* [RFC PATCH v2 0/8] mm/damon: auto-tune aggregation interval
@ 2025-02-28 22:03 SeongJae Park
2025-02-28 22:03 ` [RFC PATCH v2 6/8] Docs/mm/damon/design: document for intervals auto-tuning SeongJae Park
` (2 more replies)
0 siblings, 3 replies; 4+ messages in thread
From: SeongJae Park @ 2025-02-28 22:03 UTC (permalink / raw)
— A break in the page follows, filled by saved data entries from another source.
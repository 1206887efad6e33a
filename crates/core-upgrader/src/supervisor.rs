// SPDX-License-Identifier: CC-BY-NC-ND-4.0

//! Restart coordination with whatever owns the running core process

use crate::config::{Branch, UpgraderConfig};
use crate::error::{Result, UpgraderError};
use crate::platform::BranchPaths;
use async_trait::async_trait;
use futures_util::future::BoxFuture;
use std::path::PathBuf;
use std::process::Stdio;
use std::time::Duration;

/// Work run while the core is stopped (e.g. swapping the binary back from backup)
pub type PreStartAction = BoxFuture<'static, Result<()>>;

const GRACEFUL_TIMEOUT: Duration = Duration::from_secs(10);

#[derive(Debug, Clone, Copy, PartialEq, Eq)]
pub enum RestartOutcome {
    Restarted,
    /// Nothing was running, so nothing was restarted and no action was run
    NotRunning,
}

/// The process supervisor's side of a restart.
///
/// Implementations stop the running core, run `pre_start` if given, then start the
/// core again with its last known configuration. A refused request is
/// `NotRunning`, not an error. If `pre_start` fails the core is still started
/// again and the action's error is returned.
#[async_trait]
pub trait CoreSupervisor: Send + Sync {
    fn is_running(&self) -> bool;

    fn active_branch(&self) -> Branch;

    async fn restart_active_core(&self, pre_start: Option<PreStartAction>)
    -> Result<RestartOutcome>;
}

/// Supervises a core started in the background and tracked through a pid file
#[derive(Debug, Clone)]
pub struct PidFileSupervisor {
    pid_file: PathBuf,
    active_branch: Branch,
    binary: PathBuf,
    args: Vec<String>,
    graceful_timeout: Duration,
}

impl PidFileSupervisor {
    pub fn new(config: &UpgraderConfig) -> Self {
        let branch = config.active_branch;
        Self {
            pid_file: config.pid_file(),
            active_branch: branch,
            binary: BranchPaths::new(config, branch).binary,
            args: config.core_args(),
            graceful_timeout: GRACEFUL_TIMEOUT,
        }
    }

    pub fn with_graceful_timeout(mut self, timeout: Duration) -> Self {
        self.graceful_timeout = timeout;
        self
    }

    fn read_pid(&self) -> Option<i32> {
        let content = std::fs::read_to_string(&self.pid_file).ok()?;
        content.trim().parse::<i32>().ok().filter(|pid| *pid > 0)
    }

    async fn stop(&self, pid: i32) -> Result<()> {
        tracing::info!("Stopping core (PID {pid})");
        stop_pid(pid, self.graceful_timeout).await
    }

    async fn start(&self) -> Result<u32> {
        tracing::info!("Starting core from {}", self.binary.display());

        let child = tokio::process::Command::new(&self.binary)
            .args(&self.args)
            .stdin(Stdio::null())
            .stdout(Stdio::null())
            .stderr(Stdio::null())
            .spawn()
            .map_err(|e| UpgraderError::Restart(format!("Failed to start core: {e}")))?;

        let pid = child
            .id()
            .ok_or_else(|| UpgraderError::Restart("Core exited immediately".to_string()))?;
        tokio::fs::write(&self.pid_file, pid.to_string()).await?;

        tracing::info!("Core started with PID: {pid}");
        Ok(pid)
    }
}

#[async_trait]
impl CoreSupervisor for PidFileSupervisor {
    fn is_running(&self) -> bool {
        self.read_pid().is_some_and(pid_alive)
    }

    fn active_branch(&self) -> Branch {
        self.active_branch
    }

    async fn restart_active_core(
        &self,
        pre_start: Option<PreStartAction>,
    ) -> Result<RestartOutcome> {
        let Some(pid) = self.read_pid().filter(|pid| pid_alive(*pid)) else {
            tracing::info!("Core is not running, restart skipped");
            return Ok(RestartOutcome::NotRunning);
        };

        self.stop(pid).await?;

        let action_result = match pre_start {
            Some(action) => action.await,
            None => Ok(()),
        };

        self.start().await?;
        action_result.map(|()| RestartOutcome::Restarted)
    }
}

#[cfg(unix)]
fn pid_alive(pid: i32) -> bool {
    use nix::sys::signal;
    use nix::unistd::Pid;
    signal::kill(Pid::from_raw(pid), None).is_ok()
}

#[cfg(not(unix))]
fn pid_alive(_pid: i32) -> bool {
    false
}

/// Graceful stop: SIGTERM -> timeout -> SIGKILL
#[cfg(unix)]
async fn stop_pid(pid: i32, graceful_timeout: Duration) -> Result<()> {
    use nix::sys::signal::{self, Signal};
    use nix::unistd::Pid;

    let target = Pid::from_raw(pid);
    if let Err(e) = signal::kill(target, Signal::SIGTERM) {
        tracing::warn!("Failed to send SIGTERM: {e}");
    }

    let start = std::time::Instant::now();
    while pid_alive(pid) {
        if start.elapsed() >= graceful_timeout {
            tracing::warn!("Core did not stop gracefully, killing");
            signal::kill(target, Signal::SIGKILL)
                .map_err(|e| UpgraderError::Restart(format!("Failed to kill core: {e}")))?;
            return Ok(());
        }
        tokio::time::sleep(Duration::from_millis(100)).await;
    }

    tracing::info!("Core stopped gracefully");
    Ok(())
}

#[cfg(not(unix))]
async fn stop_pid(_pid: i32, _graceful_timeout: Duration) -> Result<()> {
    Err(UpgraderError::Restart(
        "stopping the core is not supported on this platform".to_string(),
    ))
}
Cc: SeongJae Park, Andrew Morton, Jonathan Corbet, damon, kernel-team,
linux-doc, linux-kernel, linux-mm
DAMON requires time-consuming and repetitive aggregation interval
tuning. Introduce a feature for automating it using a feedback loop
that aims an amount of observed access events, like auto-exposing
cameras.
Background: Access Frequency Monitoring and Aggregation Interval
================================================================
DAMON checks if each memory element (damon_region) is accessed or not
for every user-specified time interval called 'sampling interval'. It
aggregates the check intervals on per-element counter called
'nr_accesses'. DAMON users can read the counters to get the access
temperature of a given element. The counters are reset for every
another user-specified time interval called 'aggregation interval'.
This can be illustrated as DAMON continuously capturing a snapshot of
access events that happen and captured within the last aggregation
interval. This implies the aggregation interval plays a key role for
the quality of the snapshots, like the camera exposure time. If it is
too short, the amount of access events that happened and captured for
each snapshot is small, so each snapshot will show no many interesting
things but just a cold and dark world with hopefuly one pale blue dot or
two. If it is too long, too many events are aggregated in a single
shot, so each snapshot will look like world of flames, or Muspellheim.
It will be difficult to find practical insights in both cases.
Problem: Time Consuming and Repetitive Tuning
=============================================
The appropriate length of the aggregation interval depends on how
frequently the system and workloads are making access events that DAMON
can observe. Hence, users have to tune the interval with excessive
amount of tests with the target system and workloads. If the system and
workloads are changed, the tuning should be done again. If the
characteristic of the workloads is dynamic, it becomes more challenging.
It is therefore time-consuming and repetitive.
The tuning challenge mainly stems from the wrong question. It is not
asking users what quality of monitoring results they want, but how DAMON
should operate for their hidden goal. To make the right answer, users
need to fully understand DAMON's mechanisms and the characteristics of
their workloads. Users shouldn't be asked to understand the underlying
mechanism. Understanding the characteristics of the workloads shouldn't
be the role of users but DAMON.
Aim-oriented Feedback-driven Auto-Tuning
=========================================
Fortunately, the appropriate length of the aggregation interval can be
inferred using a feedback loop. If the current snapshots are showing no
much intresting information, in other words, if it shows only rare
access events, increasing the aggregation interval helps, and vice
versa. We tested this theory on a few real-world workloads, and
documented one of the experience with an official DAMON monitoring
intervals tuning guideline. Since it is a simple theory that requires
repeatable tries, it can be a good job for machines.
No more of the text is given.